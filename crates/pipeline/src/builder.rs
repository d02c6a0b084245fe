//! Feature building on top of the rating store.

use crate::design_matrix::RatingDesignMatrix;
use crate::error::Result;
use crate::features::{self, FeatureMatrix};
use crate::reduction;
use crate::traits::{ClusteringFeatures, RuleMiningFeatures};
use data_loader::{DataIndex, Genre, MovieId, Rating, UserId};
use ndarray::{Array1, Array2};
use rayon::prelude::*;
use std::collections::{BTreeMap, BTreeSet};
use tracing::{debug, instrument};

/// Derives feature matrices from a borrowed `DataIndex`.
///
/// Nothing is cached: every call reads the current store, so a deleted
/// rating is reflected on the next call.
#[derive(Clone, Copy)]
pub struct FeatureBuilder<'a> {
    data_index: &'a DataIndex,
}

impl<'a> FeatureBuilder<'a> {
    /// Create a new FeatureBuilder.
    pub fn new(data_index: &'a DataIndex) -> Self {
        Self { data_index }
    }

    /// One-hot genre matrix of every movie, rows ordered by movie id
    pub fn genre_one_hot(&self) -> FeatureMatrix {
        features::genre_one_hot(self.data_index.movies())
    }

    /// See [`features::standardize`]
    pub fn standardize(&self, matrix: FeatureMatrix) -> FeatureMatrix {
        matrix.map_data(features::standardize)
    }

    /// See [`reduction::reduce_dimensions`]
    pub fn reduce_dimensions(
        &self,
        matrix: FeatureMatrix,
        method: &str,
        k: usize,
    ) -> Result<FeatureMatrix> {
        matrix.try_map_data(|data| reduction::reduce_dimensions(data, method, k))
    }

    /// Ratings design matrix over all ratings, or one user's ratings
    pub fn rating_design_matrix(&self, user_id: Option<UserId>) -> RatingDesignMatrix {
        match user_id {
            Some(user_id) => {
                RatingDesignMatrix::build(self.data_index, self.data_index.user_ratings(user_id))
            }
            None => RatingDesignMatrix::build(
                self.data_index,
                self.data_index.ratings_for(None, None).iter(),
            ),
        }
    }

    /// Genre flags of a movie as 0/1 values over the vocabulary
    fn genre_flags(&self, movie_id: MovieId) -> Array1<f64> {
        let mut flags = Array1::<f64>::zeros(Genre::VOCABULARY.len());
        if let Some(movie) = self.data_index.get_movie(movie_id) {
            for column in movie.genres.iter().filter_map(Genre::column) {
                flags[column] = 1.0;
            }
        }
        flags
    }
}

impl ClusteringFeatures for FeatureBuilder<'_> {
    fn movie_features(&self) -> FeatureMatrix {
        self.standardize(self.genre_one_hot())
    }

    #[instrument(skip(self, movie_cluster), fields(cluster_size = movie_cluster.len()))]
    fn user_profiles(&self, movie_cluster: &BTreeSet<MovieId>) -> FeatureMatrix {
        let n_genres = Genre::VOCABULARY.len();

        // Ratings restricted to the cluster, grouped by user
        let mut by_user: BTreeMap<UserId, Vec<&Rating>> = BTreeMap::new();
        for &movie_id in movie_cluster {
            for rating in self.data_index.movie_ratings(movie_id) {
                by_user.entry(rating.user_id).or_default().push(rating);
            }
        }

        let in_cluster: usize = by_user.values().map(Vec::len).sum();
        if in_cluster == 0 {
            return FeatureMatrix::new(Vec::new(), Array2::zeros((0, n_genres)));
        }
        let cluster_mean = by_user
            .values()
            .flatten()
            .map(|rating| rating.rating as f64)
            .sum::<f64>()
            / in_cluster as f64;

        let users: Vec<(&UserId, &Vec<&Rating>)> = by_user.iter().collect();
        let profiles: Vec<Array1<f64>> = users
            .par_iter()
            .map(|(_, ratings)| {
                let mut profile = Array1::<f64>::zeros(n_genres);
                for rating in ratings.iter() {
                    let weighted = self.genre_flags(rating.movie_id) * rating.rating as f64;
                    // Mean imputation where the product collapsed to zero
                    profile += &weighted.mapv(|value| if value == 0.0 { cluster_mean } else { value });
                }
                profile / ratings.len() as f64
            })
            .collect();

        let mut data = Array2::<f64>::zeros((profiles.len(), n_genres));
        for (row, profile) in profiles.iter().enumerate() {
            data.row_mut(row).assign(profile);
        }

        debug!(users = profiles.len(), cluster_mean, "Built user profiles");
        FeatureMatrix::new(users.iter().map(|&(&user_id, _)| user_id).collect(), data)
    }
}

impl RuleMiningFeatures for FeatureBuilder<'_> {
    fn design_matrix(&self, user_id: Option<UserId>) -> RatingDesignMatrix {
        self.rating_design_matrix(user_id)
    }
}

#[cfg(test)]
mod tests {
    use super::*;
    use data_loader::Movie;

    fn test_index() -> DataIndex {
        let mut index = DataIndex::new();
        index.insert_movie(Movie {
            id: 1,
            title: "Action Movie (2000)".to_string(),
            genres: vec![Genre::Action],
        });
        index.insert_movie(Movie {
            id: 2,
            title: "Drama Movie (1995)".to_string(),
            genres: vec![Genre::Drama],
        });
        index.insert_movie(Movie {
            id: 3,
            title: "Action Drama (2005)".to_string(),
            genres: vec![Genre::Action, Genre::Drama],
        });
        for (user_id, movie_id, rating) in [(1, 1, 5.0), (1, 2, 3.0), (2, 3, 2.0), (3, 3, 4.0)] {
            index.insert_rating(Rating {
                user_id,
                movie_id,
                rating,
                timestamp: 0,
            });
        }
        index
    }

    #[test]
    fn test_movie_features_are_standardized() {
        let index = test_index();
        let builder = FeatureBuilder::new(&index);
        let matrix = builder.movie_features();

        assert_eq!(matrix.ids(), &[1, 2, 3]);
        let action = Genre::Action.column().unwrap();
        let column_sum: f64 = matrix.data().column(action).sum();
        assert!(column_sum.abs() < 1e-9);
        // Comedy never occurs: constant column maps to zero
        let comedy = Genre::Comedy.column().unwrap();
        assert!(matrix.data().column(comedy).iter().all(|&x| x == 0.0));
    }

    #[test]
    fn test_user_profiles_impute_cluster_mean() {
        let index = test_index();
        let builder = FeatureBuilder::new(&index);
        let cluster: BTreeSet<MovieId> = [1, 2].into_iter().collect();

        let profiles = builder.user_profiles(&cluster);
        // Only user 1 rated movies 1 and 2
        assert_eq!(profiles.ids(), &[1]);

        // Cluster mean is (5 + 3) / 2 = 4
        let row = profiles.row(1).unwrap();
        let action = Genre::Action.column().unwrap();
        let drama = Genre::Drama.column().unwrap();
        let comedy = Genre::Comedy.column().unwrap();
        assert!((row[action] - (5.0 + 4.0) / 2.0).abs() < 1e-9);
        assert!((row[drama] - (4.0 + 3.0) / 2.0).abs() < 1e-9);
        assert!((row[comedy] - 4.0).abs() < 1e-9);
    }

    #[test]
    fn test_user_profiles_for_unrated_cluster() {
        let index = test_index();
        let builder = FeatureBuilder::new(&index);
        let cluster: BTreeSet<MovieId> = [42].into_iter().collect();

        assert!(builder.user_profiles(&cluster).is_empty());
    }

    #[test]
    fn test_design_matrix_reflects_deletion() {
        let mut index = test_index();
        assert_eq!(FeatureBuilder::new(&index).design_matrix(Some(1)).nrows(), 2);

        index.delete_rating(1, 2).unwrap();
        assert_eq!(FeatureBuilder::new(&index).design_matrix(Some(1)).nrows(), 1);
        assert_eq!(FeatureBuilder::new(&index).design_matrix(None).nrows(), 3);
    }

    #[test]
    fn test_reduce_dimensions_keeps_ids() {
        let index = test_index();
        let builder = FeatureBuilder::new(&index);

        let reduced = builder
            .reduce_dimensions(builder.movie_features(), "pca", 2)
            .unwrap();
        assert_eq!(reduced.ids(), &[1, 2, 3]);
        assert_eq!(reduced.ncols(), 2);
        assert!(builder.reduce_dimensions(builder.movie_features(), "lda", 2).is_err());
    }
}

• [What you are asked to do]: Gather, from the listing above, every line carrying the word "values".

• [Result for this exercise]:
    /// Genre flags of a movie as 0/1 values over the vocabulary
        let in_cluster: usize = by_user.values().map(Vec::len).sum();
            .values()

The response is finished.